- Goal of the exercise
The lines from the start of the records through the one containing "the document graph." are to be restated word for word; please include both ends.

--- Supplied data Enclosed Below ---

//! The contract every decoded document node satisfies.
//!
//! A [`Property`] carries an optional extension bag and optional extras, and
//! receives [`Property::on_post_link`] once the whole document is linked.
//! The default hook forwards to every extension value that is itself a
//! property, which makes extension dispatch recursive without the core
//! knowing extension types up front.

use std::fmt;

use thiserror::Error;

use crate::buffer::ReadError;
use crate::dispatch::LinkContext;
use crate::document::TextureSlot;
use crate::extension::{ExtensionBag, Extras};
use crate::media::MediaError;
use crate::registry::FormatError;

/// Identity of a node in the document graph.
#[derive(Clone, Copy, Debug, PartialEq, Eq, Hash, PartialOrd, Ord)]
pub enum NodeRef {
    Document,
    Scene(usize),
    Node(usize),
    Mesh(usize),
    Primitive { mesh: usize, primitive: usize },
    Accessor(usize),
    BufferView(usize),
    Buffer(usize),
    Material(usize),
    MaterialTexture { material: usize, slot: TextureSlot },
    Texture(usize),
    Image(usize),
    Sampler(usize),
    Animation(usize),
    Channel { animation: usize, channel: usize },
    AnimationSampler { animation: usize, sampler: usize },
    Skin(usize),
    Camera(usize),
}

impl fmt::Display for NodeRef {
    fn fmt(&self, f: &mut fmt::Formatter<'_>) -> fmt::Result {
        match self {
            NodeRef::Document => write!(f, "document"),
            NodeRef::Scene(i) => write!(f, "scenes[{}]", i),
            NodeRef::Node(i) => write!(f, "nodes[{}]", i),
            NodeRef::Mesh(i) => write!(f, "meshes[{}]", i),
            NodeRef::Primitive { mesh, primitive } => {
                write!(f, "meshes[{}].primitives[{}]", mesh, primitive)
            }
            NodeRef::Accessor(i) => write!(f, "accessors[{}]", i),
            NodeRef::BufferView(i) => write!(f, "bufferViews[{}]", i),
            NodeRef::Buffer(i) => write!(f, "buffers[{}]", i),
            NodeRef::Material(i) => write!(f, "materials[{}]", i),
            NodeRef::MaterialTexture { material, slot } => {
                write!(f, "materials[{}].{}", material, slot.field_name())
            }
            NodeRef::Texture(i) => write!(f, "textures[{}]", i),
            NodeRef::Image(i) => write!(f, "images[{}]", i),
            NodeRef::Sampler(i) => write!(f, "samplers[{}]", i),
            NodeRef::Animation(i) => write!(f, "animations[{}]", i),
            NodeRef::Channel { animation, channel } => {
                write!(f, "animations[{}].channels[{}]", animation, channel)
            }
            NodeRef::AnimationSampler { animation, sampler } => {
                write!(f, "animations[{}].samplers[{}]", animation, sampler)
            }
            NodeRef::Skin(i) => write!(f, "skins[{}]", i),
            NodeRef::Camera(i) => write!(f, "cameras[{}]", i),
        }
    }
}

/// Errors a post-link hook can report. They are recorded per node and never
/// stop the rest of the dispatch.
#[derive(Error, Debug)]
pub enum HookError {
    #[error("Malformed {name} extension: {reason}")]
    MalformedExtension { name: String, reason: String },

    #[error("{extension} does not apply to {target}")]
    Misplaced {
        extension: &'static str,
        target: NodeRef,
    },

    #[error("{target} references missing {field} {index}")]
    DanglingReference {
        target: NodeRef,
        field: &'static str,
        index: usize,
    },

    #[error("{0} has no materialized object")]
    MissingObject(NodeRef),

    #[error("{hook} hook cannot run for {target}")]
    WrongTarget { hook: &'static str, target: NodeRef },

    #[error("{0} has no image or video source")]
    MissingSource(NodeRef),

    #[error("Media error: {0}")]
    Media(#[from] MediaError),

    #[error("Read error: {0}")]
    Read(#[from] ReadError),

    #[error("Format error: {0}")]
    Format(#[from] FormatError),
}

/// Result type for post-link hooks.
pub type HookResult<T> = Result<T, HookError>;

/// A decoded document node that can carry extensions and extras.
pub trait Property {
    /// Extension payloads keyed by extension name.
    fn extensions(&self) -> Option<&ExtensionBag>;

    /// Application-specific data.
    fn extras(&self) -> Option<&Extras>;

    /// Called once per node after the whole document is linked.
    ///
    /// `target` identifies the node the hook runs for; extension hooks
    /// receive their owner's identity. The default forwards to extensions.
    fn on_post_link(&self, target: NodeRef, ctx: &mut LinkContext<'_>) -> HookResult<()> {
        dispatch_extensions(self.extensions(), target, ctx);
        Ok(())
    }
}

/// Run the hook of every extension in `bag` that is itself a property.
///
/// Failures are recorded on the context under the extension's name, so one
/// broken extension does not stop its siblings. Unrecognized extensions are
/// skipped.
pub fn dispatch_extensions(bag: Option<&ExtensionBag>, target: NodeRef, ctx: &mut LinkContext<'_>) {
    let Some(bag) = bag else {
        return;
    };

    for (name, extension) in bag.iter() {
        match extension.as_property() {
            Some(property) => {
                if let Err(error) = property.on_post_link(target, ctx) {
                    ctx.record_failure(target, Some(name.as_str()), error);
                }
            }
            None => log::debug!("Ignoring unrecognized extension {} on {}", name, target),
        }
    }
}

/// Implement [`Property`] with the default hook for types that have
/// `extensions` and `extras` fields.
macro_rules! impl_property {
    ($($ty:ty),* $(,)?) => {$(
        impl $crate::property::Property for $ty {
            fn extensions(&self) -> Option<&$crate::extension::ExtensionBag> {
                self.extensions.as_ref()
            }

            fn extras(&self) -> Option<&$crate::extension::Extras> {
                self.extras.as_ref()
            }
        }
    )*};
}

pub(crate) use impl_property;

--- End of Enclosed Supplied data ---

- Written response
//! The contract every decoded document node satisfies.
//!
//! A [`Property`] carries an optional extension bag and optional extras, and
//! receives [`Property::on_post_link`] once the whole document is linked.
//! The default hook forwards to every extension value that is itself a
//! property, which makes extension dispatch recursive without the core
//! knowing extension types up front.

use std::fmt;

use thiserror::Error;

use crate::buffer::ReadError;
use crate::dispatch::LinkContext;
use crate::document::TextureSlot;
use crate::extension::{ExtensionBag, Extras};
use crate::media::MediaError;
use crate::registry::FormatError;

/// Identity of a node in the document graph.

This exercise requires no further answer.